### EXERCISE GOAL
Every line of the data that contains the string "const" must be copied.

### SUPPLIED DATA
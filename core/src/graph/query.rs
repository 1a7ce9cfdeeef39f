/*
 * query.rs
 * Copyright (C) 2026 Chris Burdess
 *
 * This file is part of Scadenziario, a mailbox date-extraction exporter.
 *
 * Scadenziario is free software: you can redistribute it and/or modify
 * it under the terms of the GNU General Public License as published by
 * the Free Software Foundation, either version 3 of the License, or
 * (at your option) any later version.
 *
 * Scadenziario is distributed in the hope that it will be useful,
 * but WITHOUT ANY WARRANTY; without even the implied warranty of
 * MERCHANTABILITY or FITNESS FOR A PARTICULAR PURPOSE.  See the
 * GNU General Public License for more details.
 *
 * You should have received a copy of the GNU General Public License
 * along with Scadenziario.  If not, see <http://www.gnu.org/licenses/>.
 */

//! Filtered, paginated message query.
//!
//! Builds one filter expression (folder scope + inclusive receive-time lower
//! bound + optional full-text search) and follows the service's opaque
//! continuation link until absent. Records stream in service order; a page
//! failure after retries aborts only the unconsumed remainder.

use std::collections::VecDeque;

use chrono::{DateTime, Utc};
use percent_encoding::{utf8_percent_encode, NON_ALPHANUMERIC};

use crate::body::html_to_text;
use crate::error::Error;
use crate::graph::handlers::{MessagePageHandler, RawMessage};
use crate::graph::{GraphClient, MessageRecord, GRAPH_BASE_PATH};
use crate::http::{parse_https_url, Transport};

/// Messages fetched per page.
const PAGE_SIZE: u32 = 50;

/// Wire fields the pipeline consumes.
const SELECT_FIELDS: &str = "id,subject,from,receivedDateTime,body,bodyPreview,webLink";

/// Parameters for one message query.
#[derive(Debug, Clone)]
pub struct MessageQuery {
    pub folder_id: String,
    /// Search keywords; empty means no search clause (and no consistency
    /// directive).
    pub keywords: Vec<String>,
    /// Inclusive lower bound on receive time.
    pub since: DateTime<Utc>,
}

impl MessageQuery {
    /// Path and query string for the first page.
    fn first_page_path(&self) -> String {
        let filter = format!(
            "receivedDateTime ge {}",
            self.since.format("%Y-%m-%dT%H:%M:%SZ")
        );
        let mut path = format!(
            "{}/me/mailFolders/{}/messages?$top={}&$select={}&$filter={}",
            GRAPH_BASE_PATH,
            self.folder_id,
            PAGE_SIZE,
            SELECT_FIELDS,
            utf8_percent_encode(&filter, NON_ALPHANUMERIC),
        );
        if !self.keywords.is_empty() {
            // The service wants the phrase group quoted: "a OR b".
            let phrase = format!("\"{}\"", self.keywords.join(" OR "));
            path.push_str("&$search=");
            path.push_str(&utf8_percent_encode(&phrase, NON_ALPHANUMERIC).to_string());
        }
        path
    }

    fn needs_eventual_consistency(&self) -> bool {
        !self.keywords.is_empty()
    }
}

/// Lazy, finite, non-restartable sequence of message records.
///
/// Pull with `try_next()`; `Ok(None)` is end of data. An error fails only
/// the remainder — records already yielded stay valid.
pub struct MessageStream<'a, T: Transport> {
    client: &'a GraphClient<T>,
    eventual: bool,
    /// Path of the next page to fetch; None when pagination is exhausted.
    next_path: Option<String>,
    buffered: VecDeque<MessageRecord>,
}

impl<'a, T: Transport> MessageStream<'a, T> {
    pub fn new(client: &'a GraphClient<T>, query: &MessageQuery) -> Self {
        Self {
            client,
            eventual: query.needs_eventual_consistency(),
            next_path: Some(query.first_page_path()),
            buffered: VecDeque::new(),
        }
    }

    /// Next record in service order, fetching pages as needed.
    pub async fn try_next(&mut self) -> Result<Option<MessageRecord>, Error> {
        loop {
            if let Some(record) = self.buffered.pop_front() {
                return Ok(Some(record));
            }
            let Some(path) = self.next_path.take() else {
                return Ok(None);
            };
            let mut page = MessagePageHandler::new();
            self.client.get_parsed(&path, self.eventual, &mut page).await?;
            tracing::debug!(items = page.messages.len(), "fetched message page");
            for raw in page.messages {
                if let Some(record) = to_record(raw) {
                    self.buffered.push_back(record);
                }
            }
            if let Some(link) = page.next_link {
                let (_host, _port, next_path) = parse_https_url(&link)?;
                self.next_path = Some(next_path);
            }
        }
    }
}

/// Convert a wire message to a pipeline record. Bodies delivered as HTML
/// are flattened to text; a missing body falls back to the preview.
fn to_record(raw: RawMessage) -> Option<MessageRecord> {
    let id = raw.id?;
    let received_utc = match raw
        .received
        .as_deref()
        .and_then(|s| DateTime::parse_from_rfc3339(s).ok())
    {
        Some(dt) => dt.with_timezone(&Utc),
        None => {
            tracing::warn!(id = %id, "skipping message without a parseable receive time");
            return None;
        }
    };

    let body_text = match (raw.body_content, raw.body_content_type) {
        (Some(content), Some(kind)) if kind.eq_ignore_ascii_case("html") => html_to_text(&content),
        (Some(content), _) => content,
        (None, _) => raw.body_preview.unwrap_or_default(),
    };

    let from = raw
        .from_name
        .filter(|n| !n.trim().is_empty())
        .or(raw.from_address)
        .unwrap_or_default();

    Some(MessageRecord {
        id,
        subject: raw.subject.unwrap_or_default(),
        from,
        received_utc,
        body_text,
        web_link: raw.web_link.unwrap_or_default(),
    })
}

#[cfg(test)]
mod tests {
    use super::*;
    use chrono::TimeZone;

    fn query(keywords: &[&str]) -> MessageQuery {
        MessageQuery {
            folder_id: "FID".to_string(),
            keywords: keywords.iter().map(|s| s.to_string()).collect(),
            since: Utc.with_ymd_and_hms(2025, 3, 1, 6, 30, 0).unwrap(),
        }
    }

    #[test]
    fn test_first_page_path_without_keywords() {
        let path = query(&[]).first_page_path();
        assert!(path.starts_with("/v1.0/me/mailFolders/FID/messages?"));
        assert!(path.contains("$top=50"));
        assert!(path.contains("$select=id,subject,from,receivedDateTime,body,bodyPreview,webLink"));
        assert!(path.contains("$filter=receivedDateTime%20ge%202025%2D03%2D01T06%3A30%3A00Z"));
        assert!(!path.contains("$search"));
        assert!(!query(&[]).needs_eventual_consistency());
    }

    #[test]
    fn test_first_page_path_with_keywords() {
        let q = query(&["invoice", "receipt"]);
        let path = q.first_page_path();
        assert!(path.contains("&$search=%22invoice%20OR%20receipt%22"));
        assert!(q.needs_eventual_consistency());
    }

    #[test]
    fn test_to_record_strips_html() {
        let raw = RawMessage {
            id: Some("M1".to_string()),
            subject: Some("hello".to_string()),
            received: Some("2025-03-05T08:30:00Z".to_string()),
            body_content: Some("<p>due <b>15th March 2025</b></p>".to_string()),
            body_content_type: Some("html".to_string()),
            ..RawMessage::default()
        };
        let record = to_record(raw).unwrap();
        assert_eq!(record.body_text, "due 15th March 2025");
        assert_eq!(
            record.received_utc,
            Utc.with_ymd_and_hms(2025, 3, 5, 8, 30, 0).unwrap()
        );
    }

    #[test]
    fn test_to_record_preview_fallback_and_sender() {
        let raw = RawMessage {
            id: Some("M2".to_string()),
            received: Some("2025-03-05T08:30:00.0000000Z".to_string()),
            body_preview: Some("preview text".to_string()),
            from_address: Some("billing@acme.example".to_string()),
            ..RawMessage::default()
        };
        let record = to_record(raw).unwrap();
        assert_eq!(record.body_text, "preview text");
        assert_eq!(record.from, "billing@acme.example");
        assert_eq!(record.subject, "");
    }

    #[test]
    fn test_to_record_drops_bad_receive_time() {
        let raw = RawMessage {
            id: Some("M3".to_string()),
            received: Some("not a date".to_string()),
            ..RawMessage::default()
        };
        assert!(to_record(raw).is_none());
    }
}
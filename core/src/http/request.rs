/*
 * request.rs
 * Copyright (C) 2026 Chris Burdess
 *
 * This file is part of Scadenziario, a mailbox date-extraction exporter.
 *
 * Scadenziario is free software: you can redistribute it and/or modify
 * it under the terms of the GNU General Public License as published by
 * the Free Software Foundation, either version 3 of the License, or
 * (at your option) any later version.
 *
 * Scadenziario is distributed in the hope that it will be useful,
 * but WITHOUT ANY WARRANTY; without even the implied warranty of
 * MERCHANTABILITY or FITNESS FOR A PARTICULAR PURPOSE.  See the
 * GNU General Public License for more details.
 *
 * You should have received a copy of the GNU General Public License
 * along with Scadenziario.  If not, see <http://www.gnu.org/licenses/>.
 */

//! HTTP request: method, path, headers, optional body.

/// HTTP request method. Only the verbs this tool issues.
#[derive(Debug, Clone, Copy, PartialEq, Eq)]
pub enum Method {
    Get,
    Post,
}

impl Method {
    pub fn as_str(&self) -> &'static str {
        match self {
            Method::Get => "GET",
            Method::Post => "POST",
        }
    }
}

/// A request to be sent by a `Transport`. Cloneable so the retry layer can
/// re-issue the same exchange.
#[derive(Debug, Clone)]
pub struct Request {
    pub method: Method,
    /// Path and query, e.g. `/v1.0/me/mailFolders?$top=100`.
    pub path: String,
    /// Header name/value pairs in insertion order.
    pub headers: Vec<(String, String)>,
    pub body: Option<Vec<u8>>,
}

impl Request {
    pub fn new(method: Method, path: impl Into<String>) -> Self {
        Self {
            method,
            path: path.into(),
            headers: Vec::new(),
            body: None,
        }
    }

    pub fn get(path: impl Into<String>) -> Self {
        Self::new(Method::Get, path)
    }

    pub fn post(path: impl Into<String>) -> Self {
        Self::new(Method::Post, path)
    }

    /// Append a header.
    pub fn header(mut self, name: impl Into<String>, value: impl Into<String>) -> Self {
        self.headers.push((name.into(), value.into()));
        self
    }

    /// Set the request body. Sent with Content-Length.
    pub fn body(mut self, data: Vec<u8>) -> Self {
        self.body = Some(data);
        self
    }

    /// Look up a header by name (case-insensitive). First match wins.
    pub fn header_value(&self, name: &str) -> Option<&str> {
        self.headers
            .iter()
            .find(|(k, _)| k.eq_ignore_ascii_case(name))
            .map(|(_, v)| v.as_str())
    }
}
/*
 * retry.rs
 * Copyright (C) 2026 Chris Burdess
 *
 * This file is part of Scadenziario, a mailbox date-extraction exporter.
 *
 * Scadenziario is free software: you can redistribute it and/or modify
 * it under the terms of the GNU General Public License as published by
 * the Free Software Foundation, either version 3 of the License, or
 * (at your option) any later version.
 *
 * Scadenziario is distributed in the hope that it will be useful,
 * but WITHOUT ANY WARRANTY; without even the implied warranty of
 * MERCHANTABILITY or FITNESS FOR A PARTICULAR PURPOSE.  See the
 * GNU General Public License for more details.
 *
 * You should have received a copy of the GNU General Public License
 * along with Scadenziario.  If not, see <http://www.gnu.org/licenses/>.
 */

//! Throttling-aware retry around a `Transport`.
//!
//! 429 and 5xx responses are retried; a service-provided `Retry-After` wait
//! is honored, otherwise exponential backoff with jitter. Everything else
//! surfaces immediately as `RemoteError`. State is one attempt counter per
//! call, nothing shared.

use std::time::Duration;

use rand::Rng;

use crate::error::RemoteError;
use crate::http::{HttpResponse, Request, Transport};

/// Retry budget and backoff shape.
#[derive(Debug, Clone)]
pub struct RetryPolicy {
    /// Total attempts, including the first.
    pub max_attempts: u32,
    /// First backoff delay; doubles each retry.
    pub base_delay: Duration,
    /// Upper bound for any single wait, including `Retry-After` hints.
    pub max_delay: Duration,
}

impl Default for RetryPolicy {
    fn default() -> Self {
        Self {
            max_attempts: 5,
            base_delay: Duration::from_secs(1),
            max_delay: Duration::from_secs(60),
        }
    }
}

impl RetryPolicy {
    /// Backoff for the given (1-based) completed attempt: doubling from the
    /// base, capped, with jitter in the upper half to spread reconnecting
    /// clients.
    fn backoff_delay(&self, attempt: u32) -> Duration {
        let exp = self
            .base_delay
            .saturating_mul(1u32 << (attempt - 1).min(16))
            .min(self.max_delay);
        let half = exp / 2;
        half + exp.mul_f64(rand::thread_rng().gen_range(0.0..0.5))
    }
}

fn is_retryable(status: u16) -> bool {
    status == 429 || status >= 500
}

/// Read a whole-seconds `Retry-After` hint.
fn retry_after(response: &HttpResponse) -> Option<Duration> {
    response
        .header("retry-after")
        .and_then(|v| v.trim().parse::<u64>().ok())
        .map(Duration::from_secs)
}

/// A `Transport` wrapper that exhausts the retry budget before failing.
pub struct RetryingClient<T: Transport> {
    transport: T,
    policy: RetryPolicy,
}

impl<T: Transport> RetryingClient<T> {
    pub fn new(transport: T) -> Self {
        Self::with_policy(transport, RetryPolicy::default())
    }

    pub fn with_policy(transport: T, policy: RetryPolicy) -> Self {
        Self { transport, policy }
    }

    /// Send, retrying throttled and failed-server responses. Returns the
    /// successful response, or `RemoteError::Status` carrying the final
    /// status and body.
    pub async fn send(&self, request: Request) -> Result<HttpResponse, RemoteError> {
        let mut attempt = 0u32;
        loop {
            attempt += 1;
            let response = self.transport.send(request.clone()).await?;
            if response.is_success() {
                return Ok(response);
            }
            if !is_retryable(response.status) || attempt >= self.policy.max_attempts {
                return Err(RemoteError::Status {
                    status: response.status,
                    body: response.body_text(),
                });
            }
            let delay = retry_after(&response)
                .unwrap_or_else(|| self.policy.backoff_delay(attempt))
                .min(self.policy.max_delay);
            tracing::warn!(
                status = response.status,
                attempt,
                delay_ms = delay.as_millis() as u64,
                path = %request.path,
                "retrying after throttle/server error"
            );
            tokio::time::sleep(delay).await;
        }
    }
}

#[cfg(test)]
mod tests {
    use super::*;
    use async_trait::async_trait;
    use std::sync::atomic::{AtomicUsize, Ordering};
    use std::sync::Mutex;

    /// Transport that replays a scripted status sequence.
    struct Scripted {
        responses: Mutex<Vec<HttpResponse>>,
        calls: AtomicUsize,
    }

    impl Scripted {
        fn new(statuses: &[u16]) -> Self {
            let responses = statuses
                .iter()
                .map(|&status| HttpResponse {
                    status,
                    reason: None,
                    headers: Vec::new(),
                    body: Vec::new(),
                })
                .collect();
            Self {
                responses: Mutex::new(responses),
                calls: AtomicUsize::new(0),
            }
        }

        fn calls(&self) -> usize {
            self.calls.load(Ordering::SeqCst)
        }
    }

    #[async_trait]
    impl Transport for Scripted {
        async fn send(&self, _request: Request) -> Result<HttpResponse, RemoteError> {
            self.calls.fetch_add(1, Ordering::SeqCst);
            let mut responses = self.responses.lock().unwrap();
            if responses.is_empty() {
                panic!("scripted transport exhausted");
            }
            Ok(responses.remove(0))
        }
    }

    fn fast_policy() -> RetryPolicy {
        RetryPolicy {
            max_attempts: 5,
            base_delay: Duration::from_millis(1),
            max_delay: Duration::from_millis(5),
        }
    }

    #[tokio::test]
    async fn test_two_throttles_then_success() {
        let transport = Scripted::new(&[429, 429, 200]);
        let client = RetryingClient::with_policy(transport, fast_policy());
        let response = client.send(Request::get("/x")).await.unwrap();
        assert_eq!(response.status, 200);
        assert_eq!(client.transport.calls(), 3);
    }

    #[tokio::test]
    async fn test_budget_exhausted_after_five_server_errors() {
        let transport = Scripted::new(&[500, 500, 500, 500, 500]);
        let client = RetryingClient::with_policy(transport, fast_policy());
        let err = client.send(Request::get("/x")).await.unwrap_err();
        match err {
            RemoteError::Status { status, .. } => assert_eq!(status, 500),
            other => panic!("unexpected error: {:?}", other),
        }
        assert_eq!(client.transport.calls(), 5);
    }

    #[tokio::test]
    async fn test_non_retryable_surfaces_immediately() {
        for status in [400u16, 401, 403, 404] {
            let transport = Scripted::new(&[status]);
            let client = RetryingClient::with_policy(transport, fast_policy());
            let err = client.send(Request::get("/x")).await.unwrap_err();
            match err {
                RemoteError::Status { status: got, .. } => assert_eq!(got, status),
                other => panic!("unexpected error: {:?}", other),
            }
            assert_eq!(client.transport.calls(), 1);
        }
    }

    #[tokio::test]
    async fn test_retry_after_hint_is_capped() {
        let throttled = HttpResponse {
            status: 429,
            reason: None,
            headers: vec![("Retry-After".to_string(), "3600".to_string())],
            body: Vec::new(),
        };
        let transport = Scripted {
            responses: Mutex::new(vec![
                throttled,
                HttpResponse {
                    status: 200,
                    reason: None,
                    headers: Vec::new(),
                    body: Vec::new(),
                },
            ]),
            calls: AtomicUsize::new(0),
        };
        let client = RetryingClient::with_policy(transport, fast_policy());
        let start = std::time::Instant::now();
        client.send(Request::get("/x")).await.unwrap();
        // A naive 3600s hint must be clamped to the policy's max_delay.
        assert!(start.elapsed() < Duration::from_secs(1));
    }
}
/*
 * flow.rs
 * Copyright (C) 2026 Chris Burdess
 *
 * This file is part of Scadenziario, a mailbox date-extraction exporter.
 *
 * Scadenziario is free software: you can redistribute it and/or modify
 * it under the terms of the GNU General Public License as published by
 * the Free Software Foundation, either version 3 of the License, or
 * (at your option) any later version.
 *
 * Scadenziario is distributed in the hope that it will be useful,
 * but WITHOUT ANY WARRANTY; without even the implied warranty of
 * MERCHANTABILITY or FITNESS FOR A PARTICULAR PURPOSE.  See the
 * GNU General Public License for more details.
 *
 * You should have received a copy of the GNU General Public License
 * along with Scadenziario.  If not, see <http://www.gnu.org/licenses/>.
 */

//! OAuth2 device-code grant for a terminal tool.
//!
//! 1. POST the device authorization endpoint → user code + verification URI.
//! 2. The shell shows both; the user signs in from any browser.
//! 3. Poll the token endpoint at the server-given interval until tokens
//!    arrive or the code expires.
//!
//! Token refresh is also provided here. HTTP calls use the in-tree client;
//! JSON responses are parsed with the in-tree push parser.

use std::time::{Duration, Instant};

use crate::error::AuthError;
use crate::http::{parse_https_url, HttpConnection, HttpResponse, Request};
use crate::json::{self, JsonContentHandler, JsonNumber};
use crate::oauth::provider::OAuthProvider;

/// Fallback polling interval when the server omits one.
const DEFAULT_POLL_INTERVAL_SECS: u64 = 5;
/// Fallback device-code lifetime when the server omits one.
const DEFAULT_CODE_LIFETIME_SECS: u64 = 900;

/// Tokens returned from the token endpoint (grant or refresh).
#[derive(Debug, Clone)]
pub struct OAuthTokens {
    pub access_token: String,
    pub refresh_token: Option<String>,
    /// Seconds until the access token expires.
    pub expires_in: Option<u64>,
}

/// A pending device authorization: what to show the user and how to poll.
#[derive(Debug, Clone)]
pub struct DeviceCodeGrant {
    pub device_code: String,
    pub user_code: String,
    pub verification_uri: String,
    /// Seconds between token polls.
    pub interval_secs: u64,
    /// Seconds until the device code expires.
    pub expires_in_secs: u64,
    /// Ready-made instruction sentence from the server, when present.
    pub message: Option<String>,
}

/// Start the device-code grant: obtain the codes the user needs to sign in.
pub async fn request_device_code(
    provider: &dyn OAuthProvider,
) -> Result<DeviceCodeGrant, AuthError> {
    let body = format!(
        "client_id={}&scope={}",
        percent_encode(provider.client_id()),
        percent_encode(&provider.scopes().join(" ")),
    );
    let response = post_form(provider.device_authorization_url(), &body).await?;

    let mut handler = DeviceCodeHandler::default();
    parse_auth_json(&response, &mut handler)?;
    if !response.is_success() {
        return Err(AuthError::Rejected(handler.error_text()));
    }
    Ok(DeviceCodeGrant {
        device_code: handler
            .device_code
            .ok_or_else(|| AuthError::Rejected("missing device_code in response".to_string()))?,
        user_code: handler
            .user_code
            .ok_or_else(|| AuthError::Rejected("missing user_code in response".to_string()))?,
        verification_uri: handler
            .verification_uri
            .unwrap_or_else(|| "https://microsoft.com/devicelogin".to_string()),
        interval_secs: handler.interval.unwrap_or(DEFAULT_POLL_INTERVAL_SECS),
        expires_in_secs: handler.expires_in.unwrap_or(DEFAULT_CODE_LIFETIME_SECS),
        message: handler.message,
    })
}

/// Poll the token endpoint until the user completes sign-in. Blocks (async)
/// for up to the device code's lifetime.
pub async fn poll_for_tokens(
    provider: &dyn OAuthProvider,
    grant: &DeviceCodeGrant,
) -> Result<OAuthTokens, AuthError> {
    let deadline = Instant::now() + Duration::from_secs(grant.expires_in_secs);
    let mut interval = grant.interval_secs.max(1);
    let body = format!(
        "grant_type={}&device_code={}&client_id={}",
        percent_encode("urn:ietf:params:oauth:grant-type:device_code"),
        percent_encode(&grant.device_code),
        percent_encode(provider.client_id()),
    );

    loop {
        tokio::time::sleep(Duration::from_secs(interval)).await;
        if Instant::now() >= deadline {
            return Err(AuthError::Rejected(
                "device code expired before sign-in completed".to_string(),
            ));
        }

        let response = post_form(provider.token_url(), &body).await?;
        let mut handler = TokenResponseHandler::default();
        parse_auth_json(&response, &mut handler)?;

        if let Some(access_token) = handler.access_token {
            return Ok(OAuthTokens {
                access_token,
                refresh_token: handler.refresh_token,
                expires_in: handler.expires_in,
            });
        }
        match handler.error.as_deref() {
            Some("authorization_pending") => {}
            Some("slow_down") => {
                // RFC 8628 §3.5: add 5 seconds.
                interval += 5;
                tracing::debug!(interval, "server asked to slow polling");
            }
            Some(other) => {
                return Err(AuthError::Rejected(
                    handler
                        .error_description
                        .unwrap_or_else(|| other.to_string()),
                ))
            }
            None => {
                return Err(AuthError::Rejected(format!(
                    "unexpected token response ({})",
                    response.status
                )))
            }
        }
    }
}

/// Refresh an access token using a refresh token.
pub async fn refresh_access_token(
    provider: &dyn OAuthProvider,
    refresh_token: &str,
) -> Result<OAuthTokens, AuthError> {
    let body = format!(
        "grant_type=refresh_token&refresh_token={}&client_id={}&scope={}",
        percent_encode(refresh_token),
        percent_encode(provider.client_id()),
        percent_encode(&provider.scopes().join(" ")),
    );
    let response = post_form(provider.token_url(), &body).await?;
    let mut handler = TokenResponseHandler::default();
    parse_auth_json(&response, &mut handler)?;

    match handler.access_token {
        Some(access_token) => Ok(OAuthTokens {
            access_token,
            refresh_token: handler.refresh_token,
            expires_in: handler.expires_in,
        }),
        None => Err(AuthError::Rejected(
            handler
                .error_description
                .or(handler.error)
                .unwrap_or_else(|| format!("token refresh failed ({})", response.status)),
        )),
    }
}

// ── HTTP helpers ──────────────────────────────────────────────────────

/// POST a form body to an authorization-server endpoint. One connection per
/// call; these endpoints are hit a handful of times per run.
async fn post_form(url: &str, form_body: &str) -> Result<HttpResponse, AuthError> {
    let (host, port, path) =
        parse_https_url(url).map_err(|e| AuthError::Transport(e.to_string()))?;
    let mut conn = HttpConnection::open(&host, port)
        .await
        .map_err(|e| AuthError::Transport(format!("connect to {}: {}", host, e)))?;
    let request = Request::post(path)
        .header("Content-Type", "application/x-www-form-urlencoded")
        .header("Accept", "application/json")
        .body(form_body.as_bytes().to_vec());
    conn.send(&request)
        .await
        .map_err(|e| AuthError::Transport(e.to_string()))
}

/// Parse an authorization-server JSON body (also present on 4xx).
fn parse_auth_json<H: JsonContentHandler>(
    response: &HttpResponse,
    handler: &mut H,
) -> Result<(), AuthError> {
    json::parse(&response.body, handler).map_err(|e| {
        AuthError::Transport(format!(
            "malformed authorization response ({}): {}",
            response.status, e
        ))
    })
}

/// Percent-encode a string for use in form bodies.
fn percent_encode(s: &str) -> String {
    percent_encoding::utf8_percent_encode(s, percent_encoding::NON_ALPHANUMERIC).to_string()
}

// ── JSON handlers ─────────────────────────────────────────────────────

/// Push handler for device authorization responses.
#[derive(Default)]
struct DeviceCodeHandler {
    current_key: Option<String>,
    device_code: Option<String>,
    user_code: Option<String>,
    verification_uri: Option<String>,
    interval: Option<u64>,
    expires_in: Option<u64>,
    message: Option<String>,
    error: Option<String>,
    error_description: Option<String>,
}

impl DeviceCodeHandler {
    fn error_text(&self) -> String {
        self.error_description
            .clone()
            .or_else(|| self.error.clone())
            .unwrap_or_else(|| "device authorization failed".to_string())
    }
}

impl JsonContentHandler for DeviceCodeHandler {
    fn start_object(&mut self) {}
    fn end_object(&mut self) {}
    fn start_array(&mut self) {
        self.current_key = None;
    }
    fn end_array(&mut self) {}

    fn key(&mut self, key: &str) {
        self.current_key = Some(key.to_string());
    }

    fn string_value(&mut self, value: &str) {
        match self.current_key.as_deref() {
            Some("device_code") => self.device_code = Some(value.to_string()),
            Some("user_code") => self.user_code = Some(value.to_string()),
            Some("verification_uri") => self.verification_uri = Some(value.to_string()),
            Some("message") => self.message = Some(value.to_string()),
            Some("error") => self.error = Some(value.to_string()),
            Some("error_description") => self.error_description = Some(value.to_string()),
            _ => {}
        }
        self.current_key = None;
    }

    fn number_value(&mut self, number: JsonNumber) {
        match self.current_key.as_deref() {
            Some("interval") => self.interval = number.as_i64().map(|n| n.max(0) as u64),
            Some("expires_in") => self.expires_in = number.as_i64().map(|n| n.max(0) as u64),
            _ => {}
        }
        self.current_key = None;
    }

    fn boolean_value(&mut self, _value: bool) {
        self.current_key = None;
    }

    fn null_value(&mut self) {
        self.current_key = None;
    }
}

/// Push handler for token endpoint responses, success or error.
#[derive(Default)]
struct TokenResponseHandler {
    current_key: Option<String>,
    access_token: Option<String>,
    refresh_token: Option<String>,
    expires_in: Option<u64>,
    error: Option<String>,
    error_description: Option<String>,
}

impl JsonContentHandler for TokenResponseHandler {
    fn start_object(&mut self) {}
    fn end_object(&mut self) {}
    fn start_array(&mut self) {
        self.current_key = None;
    }
    fn end_array(&mut self) {}

    fn key(&mut self, key: &str) {
        self.current_key = Some(key.to_string());
    }

    fn string_value(&mut self, value: &str) {
        match self.current_key.as_deref() {
            Some("access_token") => self.access_token = Some(value.to_string()),
            Some("refresh_token") => self.refresh_token = Some(value.to_string()),
            Some("error") => self.error = Some(value.to_string()),
            Some("error_description") => self.error_description = Some(value.to_string()),
            _ => {}
        }
        self.current_key = None;
    }

    fn number_value(&mut self, number: JsonNumber) {
        if self.current_key.as_deref() == Some("expires_in") {
            self.expires_in = number.as_i64().map(|n| n.max(0) as u64);
        }
        self.current_key = None;
    }

    fn boolean_value(&mut self, _value: bool) {
        self.current_key = None;
    }

    fn null_value(&mut self) {
        self.current_key = None;
    }
}

#[cfg(test)]
mod tests {
    use super::*;

    #[test]
    fn test_device_code_response_parsed() {
        let body = br#"{
            "device_code": "DEV123",
            "user_code": "ABC-DEF",
            "verification_uri": "https://microsoft.com/devicelogin",
            "expires_in": 900,
            "interval": 5,
            "message": "To sign in, use a web browser..."
        }"#;
        let mut handler = DeviceCodeHandler::default();
        json::parse(body, &mut handler).unwrap();
        assert_eq!(handler.device_code.as_deref(), Some("DEV123"));
        assert_eq!(handler.user_code.as_deref(), Some("ABC-DEF"));
        assert_eq!(handler.interval, Some(5));
        assert_eq!(handler.expires_in, Some(900));
    }

    #[test]
    fn test_token_response_parsed() {
        let body =
            br#"{"access_token":"AT","token_type":"Bearer","expires_in":3599,"refresh_token":"RT"}"#;
        let mut handler = TokenResponseHandler::default();
        json::parse(body, &mut handler).unwrap();
        assert_eq!(handler.access_token.as_deref(), Some("AT"));
        assert_eq!(handler.refresh_token.as_deref(), Some("RT"));
        assert_eq!(handler.expires_in, Some(3599));
    }

    #[test]
    fn test_pending_error_parsed() {
        let body = br#"{"error":"authorization_pending","error_description":"AADSTS70016: user has not yet signed in"}"#;
        let mut handler = TokenResponseHandler::default();
        json::parse(body, &mut handler).unwrap();
        assert_eq!(handler.error.as_deref(), Some("authorization_pending"));
        assert!(handler.access_token.is_none());
    }

    #[test]
    fn test_form_encoding() {
        assert_eq!(
            percent_encode("https://graph.microsoft.com/Mail.Read offline_access"),
            "https%3A%2F%2Fgraph%2Emicrosoft%2Ecom%2FMail%2ERead%20offline%5Faccess"
        );
    }
}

### PROBLEM SOLUTION
const PAGE_SIZE: u32 = 50;
const SELECT_FIELDS: &str = "id,subject,from,receivedDateTime,body,bodyPreview,webLink";
const DEFAULT_POLL_INTERVAL_SECS: u64 = 5;
const DEFAULT_CODE_LIFETIME_SECS: u64 = 900;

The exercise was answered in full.